Martina Herrmann ist Ärztin, aber leben kann sie von ihrem Beruf nicht

ANDREAS STREIM

POTSDAM – Die bunten Illustrierten mussten weichen. Auf dem niedrigen Tisch im Wartezimmer der Praxis von Martina Herrmann in der Potsdamer Waldstadt liegen nun fein säuberlich gestapelte Kopien von MAZ-Artikeln. „Die ersten Ärzte geben auf“, ist da zu lesen und „Ärzte in Forst machen Praxis zu“. Die Fachärztin für Innere Medizin will ihre Patienten informieren, was los ist im Gesundheitssystem – zumindest die, die noch kommen dürfen. Derzeit behandele sie nur „akute Fälle“, erklärt Martina Herrmann, weil sie angesichts der Honorarsituation ihre Praxis nicht mehr halten könne. „Ich bin pleite“, sagt die 49-Jährige knapp.

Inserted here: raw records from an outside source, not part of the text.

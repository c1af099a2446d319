//! R/w-locked object (component E).
//!
//! Embeds [`ObjectHeader`] followed immediately by a [`RawRwLock`],
//! generalized by [`crate::array::SharedArray`] the same way `rwlocked` is
//! the parent family of `shared_array` in the type hierarchy.

use crate::object::ObjectHeader;
use crate::segment::{self, CreateFlags, ShmId};
use tao_common::consts::{family_descends_from, tag_family, FAMILY_RWLOCKED};
use tao_common::error::{Status, TaoError, TaoResult};
use tao_sync::{Deadline, RawRwLock, SharedFlag};

/// Header for an r/w-locked object: the base header plus an embedded lock.
#[repr(C)]
pub struct RwLockedHeader {
    /// Base shared-object header.
    pub base: ObjectHeader,
    /// The object's r/w lock, guarding everything placed after this header
    /// by a concrete descendant (e.g. a shared array's dimension table and
    /// payload).
    pub rwlock: RawRwLock,
}

impl RwLockedHeader {
    /// Initialize a freshly zero-filled header in place after `create`.
    ///
    /// # Safety
    /// `ptr` must point to at least `size_of::<RwLockedHeader>()` zeroed,
    /// writable bytes that will remain mapped for the object's lifetime.
    pub unsafe fn init_in_place(
        ptr: *mut RwLockedHeader,
        family: u8,
        size: u64,
        shmid: ShmId,
        persistent: bool,
    ) -> TaoResult<()> {
        debug_assert!(family_descends_from(family, FAMILY_RWLOCKED));
        unsafe {
            let base_ptr = std::ptr::addr_of_mut!((*ptr).base);
            ObjectHeader::init_in_place(base_ptr, family, size, shmid, persistent)?;
            let rwlock_ptr = std::ptr::addr_of_mut!((*ptr).rwlock);
            std::ptr::write(rwlock_ptr, RawRwLock::new());
            (*rwlock_ptr)
                .init(SharedFlag::ProcessShared)
                .map_err(|_| TaoError::System("rwlock init failed".into()))?;
        }
        Ok(())
    }
}

/// An owned handle to a mapped r/w-locked object.
pub struct RwLockedObject {
    base: *mut RwLockedHeader,
    shmid: ShmId,
    size: usize,
    owns_segment: bool,
}

unsafe impl Send for RwLockedObject {}
unsafe impl Sync for RwLockedObject {}

impl RwLockedObject {
    /// Create a new r/w-locked object of `size` bytes and `family`.
    ///
    /// `family` must descend from [`FAMILY_RWLOCKED`] (it is typically
    /// [`tao_common::consts::FAMILY_SHARED_ARRAY`], written by a concrete
    /// constructor such as [`crate::array::SharedArray::create`]).
    pub fn create(size: usize, family: u8, flags: CreateFlags) -> TaoResult<Self> {
        if !family_descends_from(family, FAMILY_RWLOCKED) {
            return Err(TaoError::BadType {
                expected: FAMILY_RWLOCKED,
                actual: family,
            });
        }
        let (shmid, ptr) = segment::create(size, flags)?;
        let header = ptr as *mut RwLockedHeader;
        unsafe {
            RwLockedHeader::init_in_place(header, family, size as u64, shmid, flags.is_persistent())?;
        }
        Ok(RwLockedObject {
            base: header,
            shmid,
            size,
            owns_segment: true,
        })
    }

    /// Attach to an existing r/w-locked object by id.
    pub fn attach(shmid: ShmId, expected_family: u8) -> TaoResult<Self> {
        let (ptr, size) = segment::attach(shmid)?;
        let header = ptr as *mut RwLockedHeader;
        unsafe {
            (*header).base.validate(expected_family)?;
            (*header).base.add_attach();
        }
        Ok(RwLockedObject {
            base: header,
            shmid,
            size,
            owns_segment: false,
        })
    }

    /// Borrow the header.
    pub fn header(&self) -> &RwLockedHeader {
        unsafe { &*self.base }
    }

    /// Raw base pointer, for subclasses that place a payload after this
    /// header.
    pub fn base_ptr(&self) -> *mut u8 {
        self.base as *mut u8
    }

    /// Immutable getter: object size in bytes.
    pub fn size(&self) -> usize {
        self.size
    }

    /// Immutable getter: backing shmid.
    pub fn shmid(&self) -> ShmId {
        self.shmid
    }

    /// Immutable getter: family byte.
    pub fn family(&self) -> u8 {
        tag_family(self.header().base.type_tag)
    }

    /// Acquire the read lock, blocking.
    pub fn read_lock(&self) -> TaoResult<()> {
        self.header().rwlock.read_lock()
    }

    /// Acquire the read lock against an explicit [`Deadline`].
    pub fn deadline_read_lock(&self, deadline: Deadline) -> TaoResult<Status> {
        self.header().rwlock.deadline_read_lock(deadline)
    }

    /// Release the read lock.
    pub fn read_unlock(&self) -> TaoResult<()> {
        self.header().rwlock.read_unlock()
    }

    /// Acquire the write lock, blocking.
    pub fn write_lock(&self) -> TaoResult<()> {
        self.header().rwlock.write_lock()
    }

    /// Acquire the write lock against an explicit [`Deadline`].
    pub fn deadline_write_lock(&self, deadline: Deadline) -> TaoResult<Status> {
        self.header().rwlock.deadline_write_lock(deadline)
    }

    /// Release the write lock.
    pub fn write_unlock(&self) -> TaoResult<()> {
        self.header().rwlock.write_unlock()
    }
}

impl Drop for RwLockedObject {
    fn drop(&mut self) {
        let remaining = self.header().base.remove_attach();
        let _ = segment::detach(self.base as *mut u8);
        if self.owns_segment && remaining == 0 {
            let _ = segment::destroy(self.shmid);
        }
    }
}

#[cfg(test)]
mod tests {
    use super::*;
    use tao_common::consts::{FAMILY_SHARED_ARRAY, SHM_MIN_SIZE};

    #[test]
    fn create_rejects_non_descendant_family() {
        let result = RwLockedObject::create(SHM_MIN_SIZE, tao_common::consts::FAMILY_REMOTE, CreateFlags::NONE);
        assert!(matches!(result, Err(TaoError::BadType { .. })));
    }

    #[test]
    fn create_attach_lock_cycle() {
        let obj = RwLockedObject::create(SHM_MIN_SIZE, FAMILY_SHARED_ARRAY, CreateFlags::NONE).unwrap();
        obj.write_lock().unwrap();
        obj.write_unlock().unwrap();

        let attached = RwLockedObject::attach(obj.shmid(), FAMILY_RWLOCKED).unwrap();
        attached.read_lock().unwrap();
        attached.read_unlock().unwrap();
    }
}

Jammern auf hohem Niveau, sagen Politiker gerne zu solchen Äußerungen. Martina Herrmann hat sich deshalb vom Steuerberater ihre finanzielle Lage aufschlüsseln lassen. Von April bis Juni hat sie 35 800 Euro Honorar für ihre ärztlichen Leistungen zugesprochen bekommen. Davon kassierte die Kassenärztliche Vereinigung (KV), die das Geld der Krankenkassen verteilt, 3,5 Prozent Gebühren. Den 34 500 Euro Einnahmen im Quartal stehen 35 400 Euro fixe Ausgaben gegenüber, etwa für Steuern, die zwei angestellten Schwestern mit je 30 Wochenstunden, Miete, Labor- und Praxiskosten, Kfz-Leasing, Krankenkasse und eine Rechtschutzversicherung. „Das heißt, ich muss knapp 1000 Euro mitbringen, damit ich hier überhaupt arbeiten darf“, sagt Martina Herrmann. So hatte sie sich das nicht vorgestellt, als sie sich am 1. April 1991 in der Waldstadt niederließ.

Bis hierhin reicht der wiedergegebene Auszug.